PROBLEM TO SOLVE -> Copy the listing out exactly as shown.

EXCERPTED RECORDS ->
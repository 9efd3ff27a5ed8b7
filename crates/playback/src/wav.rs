//! Canonical 44-byte RIFF/WAVE header.
//!
//! Only the fixed layout is understood; files with extra chunks before
//! `data` are reported as [`WavError::MissingData`] and played with the
//! default format anyway.
//!
//! ```text
//! [0..4]   "RIFF"
//! [4..8]   RIFF size        u32 le
//! [8..12]  "WAVE"
//! [12..16] "fmt "
//! [16..20] fmt chunk size   u32 le
//! [20..22] audio format     u16 le  (1 = PCM)
//! [22..24] channels         u16 le
//! [24..28] sample rate      u32 le
//! [28..32] byte rate        u32 le
//! [32..34] block align      u16 le
//! [34..36] bits per sample  u16 le
//! [36..40] "data"
//! [40..44] data length      u32 le
//! ```

use platform::{config::WAV_HEADER_BYTES, OutOfRangeError, SampleRateHz};
use thiserror_no_std::Error;

/// Audio format tag for integer PCM.
pub const FORMAT_PCM: u16 = 1;

/// Header parse failure.
#[derive(Debug, Clone, Copy, PartialEq, Eq, Error)]
#[cfg_attr(feature = "defmt", derive(defmt::Format))]
pub enum WavError {
    /// Bytes 0..4 are not `RIFF`.
    #[error("not a RIFF file")]
    NotRiff,
    /// Bytes 8..12 are not `WAVE`.
    #[error("RIFF form is not WAVE")]
    NotWave,
    /// Bytes 12..16 are not `fmt `.
    #[error("fmt chunk not at offset 12")]
    MissingFmt,
    /// Bytes 36..40 are not `data`.
    #[error("data chunk not at offset 36")]
    MissingData,
    /// Audio format tag other than PCM.
    #[error("unsupported audio format {0}")]
    UnsupportedFormat(u16),
    /// The file ended before a full header.
    #[error("file shorter than a WAV header")]
    Truncated,
}

/// Fields recovered from the header.
#[derive(Debug, Clone, Copy, PartialEq, Eq)]
#[cfg_attr(feature = "defmt", derive(defmt::Format))]
pub struct WavHeader {
    /// Channel count.
    pub channels: u16,
    /// Frames per second.
    pub sample_rate: u32,
    /// Bytes per second.
    pub byte_rate: u32,
    /// Bytes per frame.
    pub block_align: u16,
    /// Bits per sample.
    pub bits_per_sample: u16,
    /// Length of the sample data in bytes.
    pub data_len: u32,
}

impl WavHeader {
    /// Parse the fixed header.
    ///
    /// All offsets are constants inside the 44-byte array.
    #[allow(clippy::indexing_slicing)]
    pub fn parse(raw: &[u8; WAV_HEADER_BYTES]) -> Result<Self, WavError> {
        let le16 = |at: usize| u16::from_le_bytes([raw[at], raw[at + 1]]);
        let le32 = |at: usize| u32::from_le_bytes([raw[at], raw[at + 1], raw[at + 2], raw[at + 3]]);

        if &raw[0..4] != b"RIFF" {
            return Err(WavError::NotRiff);
        }
        if &raw[8..12] != b"WAVE" {
            return Err(WavError::NotWave);
        }
        if &raw[12..16] != b"fmt " {
            return Err(WavError::MissingFmt);
        }
        let format = le16(20);
        if format != FORMAT_PCM {
            return Err(WavError::UnsupportedFormat(format));
        }
        if &raw[36..40] != b"data" {
            return Err(WavError::MissingData);
        }

        Ok(Self {
            channels: le16(22),
            sample_rate: le32(24),
            byte_rate: le32(28),
            block_align: le16(32),
            bits_per_sample: le16(34),
            data_len: le32(40),
        })
    }

    /// Sample rate as a validated newtype.
    pub fn sample_rate_hz(&self) -> Result<SampleRateHz, OutOfRangeError> {
        SampleRateHz::new(self.sample_rate)
    }
}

WRITTEN ANSWER ->
repository 9efd3ff27a5ed8b7
filename crates/playback/src/wav.rs
//! Canonical 44-byte RIFF/WAVE header.
//!
//! Only the fixed layout is understood; files with extra chunks before
//! `data` are reported as [`WavError::MissingData`] and played with the
//! default format anyway.
//!
//! ```text
//! [0..4]   "RIFF"
//! [4..8]   RIFF size        u32 le
//! [8..12]  "WAVE"
//! [12..16] "fmt "
//! [16..20] fmt chunk size   u32 le
//! [20..22] audio format     u16 le  (1 = PCM)
//! [22..24] channels         u16 le
//! [24..28] sample rate      u32 le
//! [28..32] byte rate        u32 le
//! [32..34] block align      u16 le
//! [34..36] bits per sample  u16 le
//! [36..40] "data"
//! [40..44] data length      u32 le
//! ```

use platform::{config::WAV_HEADER_BYTES, OutOfRangeError, SampleRateHz};
use thiserror_no_std::Error;

/// Audio format tag for integer PCM.
pub const FORMAT_PCM: u16 = 1;

/// Header parse failure.
#[derive(Debug, Clone, Copy, PartialEq, Eq, Error)]
#[cfg_attr(feature = "defmt", derive(defmt::Format))]
pub enum WavError {
    /// Bytes 0..4 are not `RIFF`.
    #[error("not a RIFF file")]
    NotRiff,
    /// Bytes 8..12 are not `WAVE`.
    #[error("RIFF form is not WAVE")]
    NotWave,
    /// Bytes 12..16 are not `fmt `.
    #[error("fmt chunk not at offset 12")]
    MissingFmt,
    /// Bytes 36..40 are not `data`.
    #[error("data chunk not at offset 36")]
    MissingData,
    /// Audio format tag other than PCM.
    #[error("unsupported audio format {0}")]
    UnsupportedFormat(u16),
    /// The file ended before a full header.
    #[error("file shorter than a WAV header")]
    Truncated,
}

/// Fields recovered from the header.
#[derive(Debug, Clone, Copy, PartialEq, Eq)]
#[cfg_attr(feature = "defmt", derive(defmt::Format))]
pub struct WavHeader {
    /// Channel count.
    pub channels: u16,
    /// Frames per second.
    pub sample_rate: u32,
    /// Bytes per second.
    pub byte_rate: u32,
    /// Bytes per frame.
    pub block_align: u16,
    /// Bits per sample.
    pub bits_per_sample: u16,
    /// Length of the sample data in bytes.
    pub data_len: u32,
}

impl WavHeader {
    /// Parse the fixed header.
    ///
    /// All offsets are constants inside the 44-byte array.
    #[allow(clippy::indexing_slicing)]
    pub fn parse(raw: &[u8; WAV_HEADER_BYTES]) -> Result<Self, WavError> {
        let le16 = |at: usize| u16::from_le_bytes([raw[at], raw[at + 1]]);
        let le32 = |at: usize| u32::from_le_bytes([raw[at], raw[at + 1], raw[at + 2], raw[at + 3]]);

        if &raw[0..4] != b"RIFF" {
            return Err(WavError::NotRiff);
        }
        if &raw[8..12] != b"WAVE" {
            return Err(WavError::NotWave);
        }
        if &raw[12..16] != b"fmt " {
            return Err(WavError::MissingFmt);
        }
        let format = le16(20);
        if format != FORMAT_PCM {
            return Err(WavError::UnsupportedFormat(format));
        }
        if &raw[36..40] != b"data" {
            return Err(WavError::MissingData);
        }

        Ok(Self {
            channels: le16(22),
            sample_rate: le32(24),
            byte_rate: le32(28),
            block_align: le16(32),
            bits_per_sample: le16(34),
            data_len: le32(40),
        })
    }

    /// Sample rate as a validated newtype.
    pub fn sample_rate_hz(&self) -> Result<SampleRateHz, OutOfRangeError> {
        SampleRateHz::new(self.sample_rate)
    }
}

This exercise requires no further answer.